Paul Shah, who owns Manhattan-based East Village Farm and Grocery, said earlier this month that his wholesaler was selling individual tests for $7 to $9, which would raise the store by about a dollar. But recently, the wholesaler offered to sell individual tests in-store for about $14. Shah said he refused the order and complained, but his supplier showed him an invoice showing his cost of each test had increased to $13.50.

Shah has moved to selling packages of Sick Day essentials and combining at-home Covid testing with goods like a thermometer, tissues, masks, hand sanitizer and Gatorade in grocery delivery apps. The packs sell for $59.99 up to $124.99 depending on what combination of treats shoppers choose, and they include two tests per piece. Shah said he came up with the idea of ​​packaging the tests with other merchandise to offer customers value while offsetting the 20% fee he allegedly pays to platforms like Grubhub-owned Seamless.

While large pharmacy retailers can sell tests for less because they can buy in bulk, they often run out much quicker, Shah said, noting that his store always had at least some tests in stock at all times.

“I think most of the time when all these bigger places had the product, it was selling cheaper than us.
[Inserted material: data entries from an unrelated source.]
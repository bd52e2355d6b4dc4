// Copyright (c) 2025 Fabstir
// SPDX-License-Identifier: BUSL-1.1
//! Publish pipeline
//!
//! Turns a candidate into a preview and an original on the output channel
//! and a committed history record. Shared by the source pollers and the
//! forward session so both obey the same dedup and commit contract.

pub mod config;
pub mod pipeline;
pub mod types;

pub use config::PublishConfig;
pub use pipeline::PublishPipeline;
pub use types::{CandidateItem, PublishError, PublishOutcome, StagedPublish};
But 95% of the time, they didn’t have the product,” Shah said.

Jordan Berkowitz, president of testing and personal protective equipment retailer Sunline Supply, said while he understands why consumers think the price will be reduced, that doesn’t explain the massive demand and risk the seller faces.

Berkowitz said he lost nearly $5 million in deposits due to more than 10 different test deliveries he gave up last year that never showed up. And while its testing business remains profitable even with these losses, it takes a lot of verification to find reliable sources for testing. And even then, it’s still possible to get scammed.

“If you ask me if I think it’s price gouging, I lose millions of dollars taking risks on inventory that I never get,” said Berkowitz, who said last week he has a $10 loan Million dollars raising interest rates while waiting for pending test kit orders. It puts him between “a rock and a hard place”.

“Either I don’t pay the money, I don’t get the product and they’re upset because I don’t have it. Or I’ll pay more for it and I’ll say you have to pay me more for it and they’re upset because they have to pay more,” he said. “So in that way it’s kind of lose-lose for us.”

Berkowitz said the increase in demand has meant that “there are about 10 different places where our costs go up, our risk goes up, our overheads go up.” These include costs for customer service representatives, financing charges for credit for orders not yet received, and dealing with riskier or lesser-known suppliers to source products.

Berkowitz said Sunline sells tests on its website for about $15, though some cost even less. But he remembers listing them for about $7 or $8 a piece a few weeks ago. And he expects prices to keep rising until supply catches up with demand, which could be complicated by an expected downsizing in China, where some materials are manufactured during the Lunar New Year.

“We’re anticipating that there’s going to be some sort of supply bloodbath for probably another two months, I think,” Berkowitz said. “Honestly, on the price side things are getting worse. For us and for everyone else.”